Click to find out more about cows

Another addition to the Scrum Bestiary. So we all know about Scrum’s pigs and chickens and a while back I wrote about seagulls. What about cows?

The big difference is that cows give milk, they will contribute to the team if asked. Chickens and seagulls never contribute they just get in the way. The only problem with cows is that they’re very much on their own schedule and it’s hard to rely on them. Anyone who’s tried to herd cows will tell you it’s hard to get them do do anything on your schedule, let alone in a hurry.

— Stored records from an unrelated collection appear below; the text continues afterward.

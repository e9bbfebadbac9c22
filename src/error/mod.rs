//! Error types for the fixture core and the platform it drives.
//!
//! `FixtureError` is what builders, pools, rollback and the registry return. Errors
//! raised by the platform's repositories travel inside it unchanged as
//! `FixtureError::Platform`, except for the one failure mode the transaction
//! classifier recognizes, which is re-raised as `FixtureError::SideEffectInTransaction`.

pub mod config;
pub mod index;
pub mod platform;

use thiserror::Error;

pub use config::ConfigError;
pub use index::IndexError;
pub use platform::PlatformError;

/// Top-level error type of the fixture core.
#[derive(Error, Debug)]
pub enum FixtureError {
    /// No fixture is stored under the requested key, or the pool is empty.
    ///
    /// Expected in negative tests and always recoverable by the caller.
    ///
    /// # Fields
    /// - `key` - The key that was requested, or `"last"` for the most recent fixture
    #[error("No fixture found in pool for key {key}")]
    PoolLookup { key: String },

    /// A registry accessor was used for a pool that test setup never constructed.
    ///
    /// Signals a test-authoring mistake rather than a runtime condition.
    ///
    /// # Fields
    /// - `pool` - Entity kind of the missing pool
    #[error("Fixture pool for {pool} was not initialized by test setup")]
    PoolNotInitialized { pool: &'static str },

    /// Saving succeeded up to a secondary side effect (an index update) that refused to
    /// run because the caller is already inside a database transaction.
    ///
    /// # Fields
    /// - `source` - The original platform error
    #[error("Side effect of saving failed because a database transaction is already open")]
    SideEffectInTransaction {
        #[source]
        source: PlatformError,
    },

    /// Any other error raised by the platform, propagated unchanged.
    #[error(transparent)]
    Platform(#[from] PlatformError),
}

impl FixtureError {
    /// Whether this error reports an entity that does not exist.
    ///
    /// # Returns
    /// - `true` - The wrapped platform error is a not-found error
    /// - `false` - Any other error
    pub fn is_not_found(&self) -> bool {
        matches!(self, FixtureError::Platform(err) if err.is_not_found())
    }
}

impl From<sea_orm::DbErr> for FixtureError {
    fn from(err: sea_orm::DbErr) -> Self {
        FixtureError::Platform(PlatformError::Database(err))
    }
}
use sea_orm::{
    ActiveModelTrait, ActiveValue, ColumnTrait, ConnectionTrait, DbErr, EntityTrait, QueryFilter,
    QueryOrder, TransactionTrait,
};

use crate::{
    error::PlatformError,
    fixture::repository::{FixtureEntity, Repository},
    platform::{
        data::{expect_deleted, no_such_entity},
        model::cart_rule::{CartRule, CartRuleDraft},
        Platform,
    },
};

#[derive(Clone, Copy)]
pub struct CartRuleRepository<'a> {
    platform: &'a Platform,
}

impl<'a> CartRuleRepository<'a> {
    pub fn new(platform: &'a Platform) -> Self {
        Self { platform }
    }
}

async fn with_labels<C: ConnectionTrait>(
    db: &C,
    model: entity::cart_rule::Model,
) -> Result<CartRule, DbErr> {
    let labels = entity::prelude::CartRuleLabel::find()
        .filter(entity::cart_rule_label::Column::RuleId.eq(model.id))
        .order_by_asc(entity::cart_rule_label::Column::StoreId)
        .all(db)
        .await?;

    Ok(CartRule { model, labels })
}

impl Repository for CartRuleRepository<'_> {
    type Entity = CartRule;
    type Draft = CartRuleDraft;

    fn create(&self) -> CartRuleDraft {
        CartRuleDraft::default()
    }

    async fn save(&self, draft: CartRuleDraft) -> Result<CartRule, PlatformError> {
        let txn = self.platform.db().begin().await?;

        let model = entity::cart_rule::ActiveModel {
            name: ActiveValue::Set(draft.name),
            description: ActiveValue::Set(draft.description),
            is_active: ActiveValue::Set(draft.is_active),
            simple_action: ActiveValue::Set(draft.action.code().to_string()),
            discount_amount: ActiveValue::Set(draft.discount_amount),
            coupon_code: ActiveValue::Set(draft.coupon_code),
            ..Default::default()
        }
        .insert(&txn)
        .await?;

        for (store_id, label) in draft.labels {
            entity::cart_rule_label::ActiveModel {
                rule_id: ActiveValue::Set(model.id),
                store_id: ActiveValue::Set(store_id),
                label: ActiveValue::Set(label),
                ..Default::default()
            }
            .insert(&txn)
            .await?;
        }

        let rule = with_labels(&txn, model).await?;
        txn.commit().await?;

        Ok(rule)
    }

    async fn get_by_id(&self, id: i32) -> Result<CartRule, PlatformError> {
        let db = self.platform.db();
        let model = entity::prelude::CartRule::find_by_id(id)
            .one(db)
            .await?
            .ok_or_else(|| no_such_entity(CartRule::KIND, id))?;

        Ok(with_labels(db, model).await?)
    }

    async fn delete(&self, rule: &CartRule) -> Result<(), PlatformError> {
        let result = entity::prelude::CartRule::delete_by_id(rule.model.id)
            .exec(self.platform.db())
            .await?;

        expect_deleted(result, CartRule::KIND, rule.model.id)
    }
}
use sea_orm::entity::prelude::*;

#[derive(Clone, Debug, PartialEq, DeriveEntityModel)]
#[sea_orm(table_name = "cart_item")]
pub struct Model {
    #[sea_orm(primary_key)]
    pub id: i32,
    pub cart_id: i32,
    pub sku: String,
    pub qty: f64,
}

#[derive(Copy, Clone, Debug, EnumIter, DeriveRelation)]
pub enum Relation {
    #[sea_orm(
        belongs_to = "super::cart::Entity",
        from = "Column::CartId",
        to = "super::cart::Column::Id",
        on_update = "Cascade",
        on_delete = "Cascade"
    )]
    Cart,
}

impl Related<super::cart::Entity> for Entity {
    fn to() -> RelationDef {
        Relation::Cart.def()
    }
}

impl ActiveModelBehavior for ActiveModel {}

How to spot a cow? Cows may show up periodically to the team room and will either volunteer to help out or will do so if asked. Chickens on the other hand will have excuses about “more important things to do”, like; management meetings and writing tedious blog posts about farmyard animals.

Cows say things like:

“Moo!” (obviously)

“I can help you with that this afternoon, if nothing else gets in the way.”

“I’m free right now is there anything I can do to help? Maybe I can help with that design problem.”

What to do with a cow. Tell them that you’re happy to have them help but try and get as concrete commitment from them as possible about how much time they can contribute. Don’t rely on them 100%.

Credit to Grigori, who told me about the cow.